The recommendations I've found suggest freezing all earthworm castings for several days to a week to kill the worms and cocoons. I've been trying to find out more information on native earthworms here in South Carolina and see if I can adapt some sort of vermiculture to their use. Other than, you know, the compost piled on the ground.
How can you get completely hysterical about the damage that one product does to the enviroment but not give a flaming fart about another product that is causing the extinction of understory plants in some of our forests?
Not everyone has your lack of social graces. Maybe you could put a sheet plastic wrap over your screen and then remove it when your spittle load becomes too thick to read through.
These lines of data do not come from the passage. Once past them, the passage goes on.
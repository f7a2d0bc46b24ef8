/// Per-file results and the aggregation that turns them into a report.
///
/// Each scan task owns exactly one [`FileScanResult`] until it hands it to the
/// fan-in channel. From then on the [`ResultAggregator`] is the only owner: it
/// counts errors, drops clean files, and buffers the files with matches. The
/// report order is fixed by [`ResultAggregator::finish`], which sorts the
/// retained files by path, so the output never depends on which task finished
/// first.
use serde::Serialize;
use std::collections::BTreeMap;
use std::path::PathBuf;

use crate::errors::{ScanError, SearchResult};

/// Outcome of scanning one file
#[derive(Debug, Serialize)]
pub struct FileScanResult {
    /// The path as it was discovered
    pub path: PathBuf,
    /// 1-based line number to line text, iterated in line order
    pub matched_lines: BTreeMap<usize, String>,
    /// Set iff opening or reading the file failed
    #[serde(skip)]
    pub scan_error: Option<ScanError>,
}

impl FileScanResult {
    /// Creates an empty result for `path`
    pub fn new(path: impl Into<PathBuf>) -> Self {
        Self {
            path: path.into(),
            matched_lines: BTreeMap::new(),
            scan_error: None,
        }
    }

    pub fn has_matches(&self) -> bool {
        !self.matched_lines.is_empty()
    }

    pub fn is_error(&self) -> bool {
        self.scan_error.is_some()
    }
}

/// A file that could not be scanned, kept for error-only output
#[derive(Debug, Serialize)]
pub struct FileError {
    pub path: PathBuf,
    pub message: String,
}

/// Counts reported at the end of every run
#[derive(Debug, Clone, Copy, Default, PartialEq, Eq, Serialize)]
pub struct RunSummary {
    /// Total number of files handed to the engine
    pub files_scanned: usize,
    /// Files whose scan failed
    pub errors: usize,
    /// Files with at least one matched line
    pub files_with_matches: usize,
}

impl RunSummary {
    /// Files that were read to the end without error
    pub fn successes(&self) -> usize {
        self.files_scanned - self.errors
    }
}

/// The final, path-ordered report of a run
#[derive(Debug, Default, Serialize)]
pub struct ScanReport {
    /// Files with matches in ascending path order
    pub files: Vec<FileScanResult>,
    /// Files that failed, in ascending path order
    pub errors: Vec<FileError>,
    pub summary: RunSummary,
}

impl ScanReport {
    /// An empty report, used when no candidate files were found
    pub fn new() -> Self {
        Default::default()
    }

    /// Total matched lines across all reported files
    pub fn total_matched_lines(&self) -> usize {
        self.files.iter().map(|f| f.matched_lines.len()).sum()
    }

    pub fn to_json(&self) -> SearchResult<String> {
        Ok(serde_json::to_string_pretty(self)?)
    }
}

/// Classifies results as they arrive and produces the ordered report.
#[derive(Debug, Default)]
pub struct ResultAggregator {
    retained: Vec<FileScanResult>,
    errors: Vec<FileError>,
    files_scanned: usize,
}

impl ResultAggregator {
    pub fn new() -> Self {
        Default::default()
    }

    /// Takes ownership of one result.
    ///
    /// Errors are counted and kept by path, files with matches are buffered,
    /// clean files are dropped.
    pub fn add(&mut self, result: FileScanResult) {
        self.files_scanned += 1;
        if let Some(err) = result.scan_error {
            self.errors.push(FileError {
                path: result.path,
                message: err.to_string(),
            });
        } else if result.has_matches() {
            self.retained.push(result);
        }
    }

    pub fn error_count(&self) -> usize {
        self.errors.len()
    }

    /// Sorts everything by path and builds the report.
    pub fn finish(mut self) -> ScanReport {
        // Plain string order, not per-component `Path` order
        self.retained
            .sort_by(|a, b| a.path.as_os_str().cmp(b.path.as_os_str()));
        self.errors
            .sort_by(|a, b| a.path.as_os_str().cmp(b.path.as_os_str()));

        let summary = RunSummary {
            files_scanned: self.files_scanned,
            errors: self.errors.len(),
            files_with_matches: self.retained.len(),
        };

        ScanReport {
            files: self.retained,
            errors: self.errors,
            summary,
        }
    }
}

impl Extend<FileScanResult> for ResultAggregator {
    fn extend<I: IntoIterator<Item = FileScanResult>>(&mut self, iter: I) {
        for result in iter {
            self.add(result);
        }
    }
}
And while you were waxing poetic over your heroin's efforts to face the cruel vagaries of fate, you might have mentioned to the OP to try and incorporate small bits of junk iron into their soil to improve its' iron content or did your expose to rabies affect your mind as well? ;O)
Gardening shouldn't be a great effort, but then maybe some of that equine manure rubbed off on you.
You really are a steaming pile of equine excrement. He never said that. you attributed it to him. Do voices tell you these things? Maybe you should put your foil hat back on, bwahaha ;O)
Oh, I use the Ironite once a year. It's turned over with the fertilizer and organic matter. I'll see what Seaweed costs. I may not be able to afford to spray a 900 to 100 sq. ft of garden every 10 days with it. To spray the plants lightly takes 3 to 4 gallons of water. More organic fertilizers are now being priced outside our budget. I can no longer afford bone and blood meal. Organic gardening is becoming something for those of higher incomes, not for the retired.
I' d be more honored if they ate their natural diet and not my veggies. Wild turkeys were out under the pear tree today munching on the fallen pears. Actually we don't suffer too much damage from animals.
The product is $14.75 and shipping is $11.50 = $27.25!
If I ever play and win the Lottery maybe I can afford some of this high priced organic stuff. :)
I'm in Lowe's and Home Depot regularly and yet haven't seen any of these organic fertilizers. Perhaps there isn't enough call for them here. Or they're so expensive people wont pay the price. Twice I bought the liquid Iron and twice it turned into a tinny smelling liquid once opened, with white stuff like scale in it at the bottom. That was when I switched to Ironite.
I called all over looking for greensand and no one knew what I was talking about. I was offered play sand for kids sandboxes and coarse sand to mix with concrete. The Nursery in a nearby city knew what it was, but they don't carry it and can't (or wont) order small amounts. The people on this NG apparently are wealthy enough to buy all these expensive organic products and have them shipped. I simply cannot afford that. The cost of gardening would be so prohibitive it wouldn't pay to garden at all. We're lucky we found the place to get free mulch to compost... only $4 for the gas to get there and back with a load.